=== Begin Enclosure ===
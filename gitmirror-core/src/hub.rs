//! Hosting provider abstraction
//!
//! A [`Hub`] is one hosting provider's API surface. The orchestrator and the
//! mirror pipeline only ever talk to this trait.

use async_trait::async_trait;

use crate::repository::RepoDescriptor;
use crate::{Error, Result};

/// Capabilities a hosting provider plugs in
#[async_trait]
pub trait Hub: Send + Sync {
    /// Stable identity of the provider (e.g. `github.com`)
    ///
    /// Used as the host when rendering URLs and to decide whether two
    /// endpoints can be linked with a provider-side fork.
    fn domain(&self) -> &str;

    /// Replace the account used for subsequent API calls
    fn set_account(&self, account: &str);

    /// Replace the token or password used for subsequent API calls
    fn set_password(&self, password: &str);

    /// Check whether the repository exists
    ///
    /// "Not found" is `Ok(false)`, never an error. Implementations may fold
    /// other failures into `Ok(false)` as well, so callers cannot tell an
    /// absent repository from a transient provider failure.
    async fn repository_exists(&self, repo: &RepoDescriptor) -> Result<bool>;

    /// Create the repository under its owner
    ///
    /// Description, homepage and visibility are sent when set.
    async fn repository_create(&self, repo: &RepoDescriptor) -> Result<()>;

    /// Fork `source` on the provider
    ///
    /// With no destination the fork lands in the authenticated account under
    /// the source's name.
    async fn repository_fork(
        &self,
        source: &RepoDescriptor,
        destination: Option<&RepoDescriptor>,
    ) -> Result<()>;

    /// Delete the repository
    ///
    /// Optional: providers without a delete call keep the default, which
    /// fails without touching the repository.
    async fn repository_delete(&self, repo: &RepoDescriptor) -> Result<()> {
        Err(Error::Other(format!(
            "repository deletion not supported by {} ({})",
            self.domain(),
            repo.full_name()
        )))
    }
}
=== End Enclosure ===
Word for word, output all of the material.

filename gitmirror-core/src/hub.rs
//! Hosting provider abstraction
//!
//! A [`Hub`] is one hosting provider's API surface. The orchestrator and the
//! mirror pipeline only ever talk to this trait.

use async_trait::async_trait;

use crate::repository::RepoDescriptor;
use crate::{Error, Result};

/// Capabilities a hosting provider plugs in
#[async_trait]
pub trait Hub: Send + Sync {
    /// Stable identity of the provider (e.g. `github.com`)
    ///
    /// Used as the host when rendering URLs and to decide whether two
    /// endpoints can be linked with a provider-side fork.
    fn domain(&self) -> &str;

    /// Replace the account used for subsequent API calls
    fn set_account(&self, account: &str);

    /// Replace the token or password used for subsequent API calls
    fn set_password(&self, password: &str);

    /// Check whether the repository exists
    ///
    /// "Not found" is `Ok(false)`, never an error. Implementations may fold
    /// other failures into `Ok(false)` as well, so callers cannot tell an
    /// absent repository from a transient provider failure.
    async fn repository_exists(&self, repo: &RepoDescriptor) -> Result<bool>;

    /// Create the repository under its owner
    ///
    /// Description, homepage and visibility are sent when set.
    async fn repository_create(&self, repo: &RepoDescriptor) -> Result<()>;

    /// Fork `source` on the provider
    ///
    /// With no destination the fork lands in the authenticated account under
    /// the source's name.
    async fn repository_fork(
        &self,
        source: &RepoDescriptor,
        destination: Option<&RepoDescriptor>,
    ) -> Result<()>;

    /// Delete the repository
    ///
    /// Optional: providers without a delete call keep the default, which
    /// fails without touching the repository.
    async fn repository_delete(&self, repo: &RepoDescriptor) -> Result<()> {
        Err(Error::Other(format!(
            "repository deletion not supported by {} ({})",
            self.domain(),
            repo.full_name()
        )))
    }
}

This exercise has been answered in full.